All of this makes perfect sense within the context of thrivability. When we see an organization as a living system, employees, customers and partners can’t truly be considered separate from the organization. With this understanding, we see that the most appropriate and powerful relationship with them is one of ongoing conversation and co-creation. And any good conversation is, in essence, a genuinely curious collective exploration of an unanswered question. It’s the living process of crafting a story together — of being in shared service of its unfolding.

My friend Cameron Stiff and I played with the idea of a mission question yesterday during a walk through the woods. His company, Compost Montreal, has the stated aim of “eliminating the concept of waste.” Each week, they pick up food scraps from houses and offices, diverting the material from landfills and converting it into useful compost. But the deeper potential Cameron senses for the company is the exploration of how composting can serve as a metaphor for the transformation that people are capable of, especially together. “What if we embraced the concept of rot and death…and also renewal?” he wondered, with growing excitement. “What if every aspect of our business were in service of that exploration? For example, how could our hiring practices and our ways of working together serve that question? And what kinds of conversations could we engage our customers and community in?”

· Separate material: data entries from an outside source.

//! Pool swap intent handler.

use crate::{gas_refill::GasRefillArgs, kind, WorkerContainer};
use alloy_primitives::{Address, U256};
use alloy_sol_types::SolCall;
use anyhow::Result;
use async_trait::async_trait;
use custodia_chain::abi;
use custodia_primitives::{bump_approval, parse_amount, OtxType};
use custodia_queue::{InsertOpts, Job, JobHandler, JobOutcome, JobSpec};
use serde::{Deserialize, Serialize};
use std::sync::Arc;
use uuid::Uuid;

/// Payload of a [kind::POOL_SWAP] job.
#[derive(Debug, Clone, Serialize, Deserialize)]
#[serde(rename_all = "camelCase")]
pub struct PoolSwapArgs {
    /// Intent correlation token.
    pub tracking_id: Uuid,
    /// Swapping custodial account.
    pub from: Address,
    /// Token being paid into the pool.
    pub from_token_address: Address,
    /// Token being withdrawn from the pool.
    pub to_token_address: Address,
    /// The liquidity pool.
    pub pool_address: Address,
    /// Decimal amount of the `from` token.
    pub amount: String,
}

/// Stages the approval dance and the swap itself as one nonce-ordered
/// sequence: `approve(pool, 0)`, `approve(pool, amount * 1.05)`,
/// `withdraw(toToken, fromToken, amount)`, then a best-effort gas refill.
///
/// The approval reset precedes the set so ERC20s that reject a non-zero to
/// non-zero allowance change cannot wedge the sequence.
#[derive(Debug)]
pub struct PoolSwapWorker {
    wc: Arc<WorkerContainer>,
}

impl PoolSwapWorker {
    /// Creates the handler.
    pub const fn new(wc: Arc<WorkerContainer>) -> Self {
        Self { wc }
    }
}

#[async_trait]
impl JobHandler for PoolSwapWorker {
    fn kind(&self) -> &'static str {
        kind::POOL_SWAP
    }

    async fn run(&self, job: Job) -> Result<JobOutcome> {
        let args: PoolSwapArgs = job.decode_args()?;
        let amount = parse_amount(&args.amount)?;
        let approval = bump_approval(amount)?;
        let gas = self.wc.gas_oracle.get();

        let mut tx = self.wc.store.begin().await?;

        let keypair = self.wc.store.load_keypair(&mut tx, args.from).await?;
        let signer = keypair.signer()?;

        let reset = self
            .wc
            .stage_execution(
                &mut tx,
                args.tracking_id,
                OtxType::TokenApprove,
                &signer,
                args.from,
                args.from_token_address,
                abi::approveCall { spender: args.pool_address, value: U256::ZERO }
                    .abi_encode()
                    .into(),
                U256::ZERO,
                &gas,
            )
            .await?;

        let approve = self
            .wc
            .stage_execution(
                &mut tx,
                args.tracking_id,
                OtxType::TokenApprove,
                &signer,
                args.from,
                args.from_token_address,
                abi::approveCall { spender: args.pool_address, value: approval }
                    .abi_encode()
                    .into(),
                U256::ZERO,
                &gas,
            )
            .await?;

        let withdraw = self
            .wc
            .stage_execution(
                &mut tx,
                args.tracking_id,
                OtxType::PoolSwap,
                &signer,
                args.from,
                args.pool_address,
                abi::withdrawCall {
                    outToken: args.to_token_address,
                    inToken: args.from_token_address,
                    value: amount,
                }
                .abi_encode()
                .into(),
                U256::ZERO,
                &gas,
            )
            .await?;

        self.wc
            .queue
            .insert_many(
                &mut tx,
                vec![
                    self.wc.dispatch_spec(args.tracking_id, &reset, 1)?,
                    self.wc.dispatch_spec(args.tracking_id, &approve, 2)?,
                    self.wc.dispatch_spec(args.tracking_id, &withdraw, 3)?,
                    JobSpec::new(
                        kind::GAS_REFILL,
                        &GasRefillArgs { tracking_id: args.tracking_id, address: args.from },
                        InsertOpts::priority(4),
                    )?,
                ],
            )
            .await?;

        tx.commit().await?;
        Ok(JobOutcome::Complete)
    }
}
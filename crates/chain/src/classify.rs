//! Structured classification of `eth_sendRawTransaction` failures.

use alloy_transport::{RpcError, TransportErrorKind};
use custodia_primitives::DispatchStatus;

/// Maps a raw-transaction submission error onto a dispatch status.
///
/// Structured node errors are matched by message substring. Anything that
/// never reached the node is a network error and stays retryable.
pub fn classify_dispatch_error(err: &RpcError<TransportErrorKind>) -> DispatchStatus {
    match err {
        RpcError::ErrorResp(payload) => classify_error_message(&payload.message),
        RpcError::Transport(_) => DispatchStatus::NetworkError,
        _ => DispatchStatus::UnknownRpcError,
    }
}

/// Classifies a structured node error message.
///
/// The replacement variant is tested before the generic underpriced one
/// because its message contains the shorter pattern as a substring.
pub fn classify_error_message(msg: &str) -> DispatchStatus {
    if msg.contains("insufficient funds for gas") {
        DispatchStatus::NoGas
    } else if msg.contains("replacement transaction underpriced") {
        DispatchStatus::ReplacementUnderpriced
    } else if msg.contains("nonce too low") {
        DispatchStatus::LowNonce
    } else if msg.contains("transaction underpriced") {
        DispatchStatus::LowGasPrice
    } else {
        DispatchStatus::UnknownRpcError
    }
}

#[cfg(test)]
mod tests {
    use super::*;

    #[test]
    fn classifies_node_errors_by_substring() {
        for (message, expected) in [
            ("insufficient funds for gas * price + value", DispatchStatus::NoGas),
            ("transaction underpriced", DispatchStatus::LowGasPrice),
            ("nonce too low: next nonce 4, tx nonce 1", DispatchStatus::LowNonce),
            ("replacement transaction underpriced", DispatchStatus::ReplacementUnderpriced),
            ("execution aborted (timeout = 5s)", DispatchStatus::UnknownRpcError),
        ] {
            assert_eq!(classify_error_message(message), expected, "{message}");
        }
    }

    #[test]
    fn replacement_wins_over_generic_underpriced() {
        // Both substrings are present; the replacement classification must win.
        assert_eq!(
            classify_error_message("err: replacement transaction underpriced"),
            DispatchStatus::ReplacementUnderpriced
        );
    }

    #[test]
    fn transport_failures_are_network_errors() {
        let err: RpcError<TransportErrorKind> =
            RpcError::Transport(TransportErrorKind::BackendGone);
        assert_eq!(classify_dispatch_error(&err), DispatchStatus::NetworkError);
    }
}
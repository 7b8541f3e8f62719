//! System information.

use crate::{ApiError, AppState, AuthClaims, OkResponse};
use actix_web::{web, HttpResponse};
use serde_json::json;

/// `GET /system`: reports the master signer and build.
pub(crate) async fn system_info(
    state: web::Data<AppState>,
    _claims: AuthClaims,
) -> Result<HttpResponse, ApiError> {
    let mut tx = state.store.begin().await?;
    let master = state.store.load_master_keypair(&mut tx).await?;
    tx.commit().await.map_err(custodia_store::StoreError::from)?;

    Ok(HttpResponse::Ok().json(OkResponse::new(
        "Current system information",
        json!({
            "systemSigner": master.public_address.to_checksum(None),
            "build": state.build,
        }),
    )))
}
//! Chain error type.

use alloy_transport::{RpcError, TransportErrorKind};
use thiserror::Error;

/// An error from the chain layer.
#[derive(Error, Debug)]
pub enum ChainError {
    /// The RPC endpoint returned an error or was unreachable.
    #[error(transparent)]
    Rpc(#[from] RpcError<TransportErrorKind>),
    /// Signing failed.
    #[error(transparent)]
    Signer(#[from] alloy_signer::Error),
    /// A raw transaction payload could not be decoded.
    #[error("failed to decode raw transaction: {0}")]
    TxDecode(String),
    /// A replacement was requested for a non-dynamic-fee transaction.
    #[error("transaction is not a dynamic fee transaction")]
    NotDynamicFee,
    /// A replacement was requested for a contract-creation transaction.
    #[error("transaction has no recipient")]
    NoRecipient,
    /// A contract call returned data that does not match its ABI.
    #[error("malformed call return data: {0}")]
    AbiDecode(String),
}
//! The transaction pipeline's workers.
//!
//! One typed handler per intent kind composes signed transaction sequences
//! inside a single database transaction: load the signer key, acquire
//! nonces, encode calldata, sign dynamic-fee transactions, persist the
//! origin-transaction rows and enqueue the dispatch jobs, all of which
//! commit or roll back together. The dispatcher, retrier and health check
//! drive those transactions to a terminal status.

#![cfg_attr(docsrs, feature(doc_cfg, doc_auto_cfg))]

pub mod kind;

mod container;
pub use container::{ContractRegistry, WorkerContainer};

pub mod contracts;

mod ens;
pub use ens::{EnsClient, EnsRegisterResult};

mod account_create;
pub use account_create::{AccountCreateArgs, AccountCreateWorker};

mod token_transfer;
pub use token_transfer::{TokenTransferArgs, TokenTransferWorker};

mod token_sweep;
pub use token_sweep::{TokenSweepArgs, TokenSweepWorker};

mod pool_swap;
pub use pool_swap::{PoolSwapArgs, PoolSwapWorker};

mod pool_deposit;
pub use pool_deposit::{PoolDepositArgs, PoolDepositWorker};

mod token_deploy;
pub use token_deploy::{TokenDeployArgs, TokenDeployWorker};

mod demurrage_token_deploy;
pub use demurrage_token_deploy::{DemurrageTokenDeployArgs, DemurrageTokenDeployWorker};

mod pool_deploy;
pub use pool_deploy::{PoolDeployArgs, PoolDeployWorker};

mod generic_sign;
pub use generic_sign::{GenericSignArgs, GenericSignWorker};

mod gas_refill;
pub use gas_refill::{GasRefillArgs, GasRefillWorker};

mod dispatch;
pub use dispatch::{DispatchArgs, DispatchWorker};

mod retrier;
pub use retrier::{RetrierArgs, RetrierWorker};

mod health_check;
pub use health_check::HealthCheckWorker;

use custodia_queue::{PeriodicJob, Runner};
use std::sync::Arc;

/// Registers every pipeline handler and periodic job on the runner.
pub fn register_workers(runner: &mut Runner, wc: Arc<WorkerContainer>) {
    runner.register(Arc::new(AccountCreateWorker::new(wc.clone())));
    runner.register(Arc::new(TokenTransferWorker::new(wc.clone())));
    runner.register(Arc::new(TokenSweepWorker::new(wc.clone())));
    runner.register(Arc::new(PoolSwapWorker::new(wc.clone())));
    runner.register(Arc::new(PoolDepositWorker::new(wc.clone())));
    runner.register(Arc::new(TokenDeployWorker::new(wc.clone())));
    runner.register(Arc::new(DemurrageTokenDeployWorker::new(wc.clone())));
    runner.register(Arc::new(PoolDeployWorker::new(wc.clone())));
    runner.register(Arc::new(GenericSignWorker::new(wc.clone())));
    runner.register(Arc::new(GasRefillWorker::new(wc.clone())));
    runner.register(Arc::new(DispatchWorker::new(wc.clone())));
    runner.register(Arc::new(RetrierWorker::new(wc.clone())));
    runner.register(Arc::new(HealthCheckWorker::new(wc)));

    runner.register_periodic(PeriodicJob {
        kind: kind::HEALTH_CHECK,
        args: serde_json::json!({}),
        interval: health_check::SWEEP_INTERVAL,
        run_on_start: false,
    });
}
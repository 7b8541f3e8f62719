//! Gas settings oracles.
//!
//! Two variants: a fixed [StaticGasOracle] and an [RpcGasOracle] that
//! refreshes from the node every 30 seconds, caching a 1.2x bumped fee cap
//! so short price spikes between refreshes do not strand transactions.
//! `get()` always serves from the cache and never blocks on RPC.

#![cfg_attr(docsrs, feature(doc_cfg, doc_auto_cfg))]

use async_trait::async_trait;
use custodia_chain::{ChainClient, ChainError, GasSettings};
use std::time::Duration;
use tokio::sync::watch;
use tokio_util::sync::CancellationToken;
use tracing::{debug, error};

/// Cache refresh cadence of the RPC oracle.
const REFRESH_INTERVAL: Duration = Duration::from_secs(30);

/// Default gas limit applied to contract-execution transactions.
pub const DEFAULT_GAS_LIMIT: u64 = 250_000;

/// Fallback fee cap of the static oracle: 15 gwei.
pub const DEFAULT_FEE_CAP: u128 = 15_000_000_000;

/// Fallback tip cap of the static oracle: 1 gwei.
pub const DEFAULT_TIP_CAP: u128 = 1_000_000_000;

/// Supplies the gas settings every signed transaction is built with.
#[async_trait]
pub trait GasOracle: Send + Sync + std::fmt::Debug {
    /// Returns the current settings from cache; never blocks on RPC.
    fn get(&self) -> GasSettings;

    /// Starts background refresh. No-op by default.
    async fn start(&self) -> Result<(), ChainError> {
        Ok(())
    }

    /// Stops background refresh. No-op by default.
    fn stop(&self) {}
}

/// An oracle returning one fixed settings tuple.
#[derive(Debug, Clone)]
pub struct StaticGasOracle {
    settings: GasSettings,
}

impl StaticGasOracle {
    /// Creates an oracle pinned to `settings`.
    pub const fn new(settings: GasSettings) -> Self {
        Self { settings }
    }
}

impl Default for StaticGasOracle {
    fn default() -> Self {
        Self::new(GasSettings {
            fee_cap: DEFAULT_FEE_CAP,
            tip_cap: DEFAULT_TIP_CAP,
            gas_limit: DEFAULT_GAS_LIMIT,
        })
    }
}

#[async_trait]
impl GasOracle for StaticGasOracle {
    fn get(&self) -> GasSettings {
        self.settings
    }
}

/// An oracle tracking the node's fee market.
///
/// Caches `fee_cap = gas_price * 1.2`, the raw suggested tip and a fixed
/// gas limit; a background task refreshes the cache every 30 seconds.
#[derive(Debug)]
pub struct RpcGasOracle {
    client: ChainClient,
    sender: watch::Sender<GasSettings>,
    receiver: watch::Receiver<GasSettings>,
    cancel: CancellationToken,
}

impl RpcGasOracle {
    /// Creates an oracle over the shared chain client.
    pub fn new(client: ChainClient) -> Self {
        let (sender, receiver) = watch::channel(GasSettings {
            fee_cap: DEFAULT_FEE_CAP,
            tip_cap: DEFAULT_TIP_CAP,
            gas_limit: DEFAULT_GAS_LIMIT,
        });
        Self { client, sender, receiver, cancel: CancellationToken::new() }
    }

    async fn refresh(
        client: &ChainClient,
        sender: &watch::Sender<GasSettings>,
    ) -> Result<(), ChainError> {
        let gas_price = client.gas_price().await?;
        let tip_cap = client.max_priority_fee().await?;
        // Pay 20% over the quoted price to ride out fluctuations between
        // cache refreshes.
        let settings = GasSettings {
            fee_cap: gas_price * 120 / 100,
            tip_cap,
            gas_limit: DEFAULT_GAS_LIMIT,
        };
        sender.send_replace(settings);
        debug!(
            target: "gas",
            fee_cap = settings.fee_cap,
            tip_cap = settings.tip_cap,
            "updated rpc gas price"
        );
        Ok(())
    }
}

#[async_trait]
impl GasOracle for RpcGasOracle {
    fn get(&self) -> GasSettings {
        *self.receiver.borrow()
    }

    async fn start(&self) -> Result<(), ChainError> {
        // Fail fast if the endpoint cannot serve an initial quote.
        Self::refresh(&self.client, &self.sender).await?;

        let client = self.client.clone();
        let sender = self.sender.clone();
        let cancel = self.cancel.clone();
        tokio::spawn(async move {
            let mut interval = tokio::time::interval(REFRESH_INTERVAL);
            interval.set_missed_tick_behavior(tokio::time::MissedTickBehavior::Delay);
            interval.tick().await;
            loop {
                tokio::select! {
                    _ = cancel.cancelled() => {
                        debug!(target: "gas", "stopping rpc gas oracle updater");
                        break;
                    }
                    _ = interval.tick() => {
                        if let Err(e) = Self::refresh(&client, &sender).await {
                            error!(target: "gas", "failed to update rpc gas price: {e}");
                        }
                    }
                }
            }
        });
        Ok(())
    }

    fn stop(&self) {
        self.cancel.cancel();
    }
}

#[cfg(test)]
mod tests {
    use super::*;

    #[test]
    fn static_oracle_returns_fixed_settings() {
        let oracle = StaticGasOracle::default();
        let settings = oracle.get();
        assert_eq!(settings.fee_cap, DEFAULT_FEE_CAP);
        assert_eq!(settings.tip_cap, DEFAULT_TIP_CAP);
        assert_eq!(settings.gas_limit, DEFAULT_GAS_LIMIT);
        assert_eq!(oracle.get(), settings);
    }

    #[tokio::test]
    async fn rpc_oracle_serves_cache_before_first_refresh() {
        let client =
            ChainClient::new_http("http://localhost:8545".parse().unwrap(), 44787);
        let oracle = RpcGasOracle::new(client);
        // Never started, so get() must serve the seeded defaults without RPC.
        assert_eq!(oracle.get().gas_limit, DEFAULT_GAS_LIMIT);
        oracle.stop();
    }
}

When I think about the most powerful companies in the world, I struggle to imagine what their questions might be, beyond those of self-interested domination and profit for its own sake. My friend Flemming Funch had an astute take on this. The presence of clear uncertainty about outcomes “might possibly be a way of discerning whether a company is up to some good or not,” he proposed. “If it is truly trying to solve a problem and do something that hasn’t been done, great. If not, it is highly suspect, and probably just a cover for somebody’s money machine.”

“That we don’t know how it will end,” he says, “means that we’re alive. So we should embrace the unknown and the discovery process, as that’s the real interesting part, not something we should try to hide away.”

All of this is likely to take some practice, and more than a little support. But what if we just start with a few questions of our own, like: What niggling curiosity do you have about where your work might take you? What’s ripe with possibility in the unfolding story of your work?